2012-10-16T08:47:00Z Vision loss treatment with a new drug therapyBy Christine Bryant Times Correspondent nwitimes.com
October 16, 2012 8:47 am  • 

Charlotte Moorehead had no idea she even had a problem until she went for a routine eye checkup.

The 87-year-old thought her vision was near perfect, so it came as a surprise when her doctor diagnosed her with macular degeneration. “I had no pain—no signs that I would have macular degeneration,” Moorehead says. “I was completely shocked.”

Dr. Christopher Kardasis, Moorehead’s ophthalmologist, explains that it’s possible—and even common—for patients not to realize they have a problem in one eye.

“Patients often come to me with no complaints because often the other eye compensates for the bad eye,” he says. “My mother-in-law is the perfect example. She didn’t realize her eye was going bad until she got soap in her good eye and couldn’t see out of her bad eye.”

In Moorehead’s case, her right eye had such excellent vision, it compensated for her left eye. “My right eye was so good, I could see everything and I didn’t realize my left eye was doing what it was doing,” the Olympia Fields, Ill., resident says.

Macular degeneration affects more than 1.75 million Americans—more than glaucoma and cataracts combined—and is the number one cause of irreversible vision loss among the country’s growing senior population.

“It’s the number one cause of vision loss among those over 65,” Kardasis says.

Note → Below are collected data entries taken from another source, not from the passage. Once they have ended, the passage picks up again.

//! Database module for the necrosis server
//!
//! Row models and the data access layer over the SQLite pool.

pub mod models;
pub mod operations;

pub use models::{
    AnalysisReport, AnalysisSession, AuthToken, CassavaImage, NewCassavaImage, OAuthToken, User,
    UserActivityLog,
};
pub use operations::{ActivityEntry, DbOperations, DbPoolStatus, NewOAuthToken, ProfileUpdate};
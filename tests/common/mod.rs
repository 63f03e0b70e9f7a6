#![allow(dead_code)]

use std::io::Cursor;
use std::sync::Arc;

use async_trait::async_trait;
use image::{DynamicImage, ImageOutputFormat, Rgb, RgbImage};
use necrosis_server::analysis::{Detection, Upload};
use necrosis_server::db::AnalysisSession;
use necrosis_server::auth::NewAccount;
use necrosis_server::error::AnalysisError;
use necrosis_server::{AppError, AppState, Detector, Settings};
use tempfile::TempDir;

pub const PASSWORD: &str = "leafspot42";
pub const BOUNDARY: &str = "necrosis-test-boundary";

/// Reports the whole image as root and its top-left quarter as necrosis.
pub struct QuarterDetector;

#[async_trait]
impl Detector for QuarterDetector {
    async fn detect(&self, bytes: &[u8]) -> Result<Vec<Detection>, AppError> {
        let (w, h) = image::load_from_memory(bytes)
            .map(|img| (img.width() as f32, img.height() as f32))
            .map_err(|e| AnalysisError::InvalidResponse(e.to_string()))?;
        Ok(vec![
            Detection {
                class_id: 0,
                confidence: 0.9,
                polygon: vec![[0.0, 0.0], [w, 0.0], [w, h], [0.0, h]],
            },
            Detection {
                class_id: 1,
                confidence: 0.8,
                polygon: vec![[0.0, 0.0], [w / 2.0, 0.0], [w / 2.0, h / 2.0], [0.0, h / 2.0]],
            },
        ])
    }
}

/// A model endpoint that is always down.
pub struct UnavailableDetector;

#[async_trait]
impl Detector for UnavailableDetector {
    async fn detect(&self, _image: &[u8]) -> Result<Vec<Detection>, AppError> {
        Err(AnalysisError::InferenceFailed("connection refused".into()).into())
    }
}

pub async fn test_state_with(detector: Arc<dyn Detector>) -> (AppState, TempDir) {
    test_state_configured(detector, |_| {}).await
}

/// Like `test_state_with`, with a hook to adjust settings before start-up.
pub async fn test_state_configured(
    detector: Arc<dyn Detector>,
    adjust: impl FnOnce(&mut Settings),
) -> (AppState, TempDir) {
    let media = tempfile::tempdir().expect("Failed to create media dir");
    let mut config = Settings::new_for_test().expect("Failed to load test config");
    config.media.root = media.path().to_path_buf();
    config.media.public_base_url = Some("http://testserver".to_string());
    adjust(&mut config);

    let state = AppState::with_detector(config, detector)
        .await
        .expect("Failed to build state");
    (state, media)
}

pub async fn test_state() -> (AppState, TempDir) {
    test_state_with(Arc::new(QuarterDetector)).await
}

/// Registers `username` directly through the service and returns a token.
pub async fn user_with_token(state: &AppState, username: &str) -> String {
    let email = format!("{}@example.com", username);
    state
        .auth_service
        .register(&NewAccount {
            username: Some(username.to_string()),
            email: Some(email.clone()),
            password: Some(PASSWORD.to_string()),
            confirm_password: Some(PASSWORD.to_string()),
            ..Default::default()
        })
        .await
        .expect("Failed to register user");

    let (_, token) = state
        .auth_service
        .authenticate(&email, PASSWORD)
        .await
        .expect("Failed to log in");
    token
}

pub fn auth_header(token: &str) -> (&'static str, String) {
    ("Authorization", format!("Token {}", token))
}

pub fn png_bytes(width: u32, height: u32) -> Vec<u8> {
    let image = RgbImage::from_pixel(width, height, Rgb([40, 140, 60]));
    let mut bytes = Vec::new();
    DynamicImage::ImageRgb8(image)
        .write_to(&mut Cursor::new(&mut bytes), ImageOutputFormat::Png)
        .expect("Failed to encode png");
    bytes
}

pub enum Part<'a> {
    File { name: &'a str, file_name: &'a str, bytes: Vec<u8> },
    Text { name: &'a str, value: &'a str },
}

pub fn multipart_content_type() -> String {
    format!("multipart/form-data; boundary={}", BOUNDARY)
}

pub fn multipart_body(parts: Vec<Part<'_>>) -> Vec<u8> {
    let mut body = Vec::new();
    for part in parts {
        body.extend_from_slice(format!("--{}\r\n", BOUNDARY).as_bytes());
        match part {
            Part::File { name, file_name, bytes } => {
                body.extend_from_slice(
                    format!(
                        "Content-Disposition: form-data; name=\"{}\"; filename=\"{}\"\r\nContent-Type: application/octet-stream\r\n\r\n",
                        name, file_name
                    )
                    .as_bytes(),
                );
                body.extend_from_slice(&bytes);
            }
            Part::Text { name, value } => {
                body.extend_from_slice(
                    format!("Content-Disposition: form-data; name=\"{}\"\r\n\r\n{}", name, value).as_bytes(),
                );
            }
        }
        body.extend_from_slice(b"\r\n");
    }
    body.extend_from_slice(format!("--{}--\r\n", BOUNDARY).as_bytes());
    body
}

/// Analyses `names` as PNG uploads into a fresh session owned by `email`.
pub async fn seed_session(state: &AppState, email: &str, names: &[&str]) -> AnalysisSession {
    let user = state
        .db
        .get_user_by_email(email)
        .await
        .expect("Failed to query user")
        .expect("User should exist");

    let uploads: Vec<Upload> = names
        .iter()
        .map(|name| Upload { file_name: name.to_string(), bytes: png_bytes(50, 50) })
        .collect();
    let analyses = state.analysis.analyze_batch(&uploads).await.expect("Analysis failed");
    let records: Vec<_> = analyses.iter().map(|a| a.to_record()).collect();

    let session = state
        .db
        .create_analysis_session(user.id)
        .await
        .expect("Failed to create session");
    let (_, session) = state
        .db
        .record_batch(&session, &records)
        .await
        .expect("Failed to record batch");
    session
}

While macular degeneration isn’t life threatening, it is debilitating.

It can not only prevent someone from getting a driver’s license or reading a book, it also can prevent someone from distinguishing between family members’ faces. “I take care of my husband and I spend a lot of my free time reading, so my eyesight is very important to me,” Moorehead says.

There are two types of macular degeneration—dry and wet. Dry is more common and less severe, and causes vision loss in the center of a person’s field of vision. It occurs when the macula, which is in the center of the retina, deteriorates.

Wet macular degeneration, Moorehead’s diagnosis, includes swelling caused by leaking blood vessels that affect the macula.

“The vast majority have the dry, which is not progressive,” Kardasis says. “It’s very slow, and every other part of the retina is essentially normal. The other 10 percent of Americans have the more aggressive form, the wet form. There is leakage and bleeding, and there’s rapid change in one's vision.”

Kardasis explains both wet and dry can cause increased blurriness, decreased brightness of colors, and in severe cases, hallucinations of geometric shapes, animal or people.

Up until recently, treatment for wet macular degeneration consisted of patients frequently undergoing prescribed drug therapies and injections.

However, Kardasis, who is on staff at Advocate South Suburban Hospital, is one of few physicians in the Chicago and Northwest Indiana areas who are offering their patients a new medication that reduces the number of times patients have to receive treatment.

Patients receiving Eylea treatment can go almost twice as long—up to eight weeks—between injections in their physician’s office, when compared to older prescribed drug therapies, Kardasis says.

Decreased visits mean more convenience and less discomfort, as well as possible cost savings, he says.

Although there is no cure for either type of macular degeneration, Eylea therapy helps block abnormal blood vessel growth that leads to vision loss in wet macular degeneration. “I could tell the positive difference in my vision after the first shot,” Moorehead says. “I was so happy that I did a jig in the exam room.”

Eylea is injected into the eye’s vitreous portion—the clear jelly-like substance that fills the eye from the lens back to the retina. The injections are given on an outpatient basis with anesthesia to minimize discomfort.

Moorehead recently finished her last scheduled treatment and shortly after went to see her ophthalmologist for a checkup. “I could read several lines further down,” she says. “The treatment really worked for me.”

Anyone exhibiting signs or symptoms of macular degeneration should see an ophthalmologist, Kardasis says.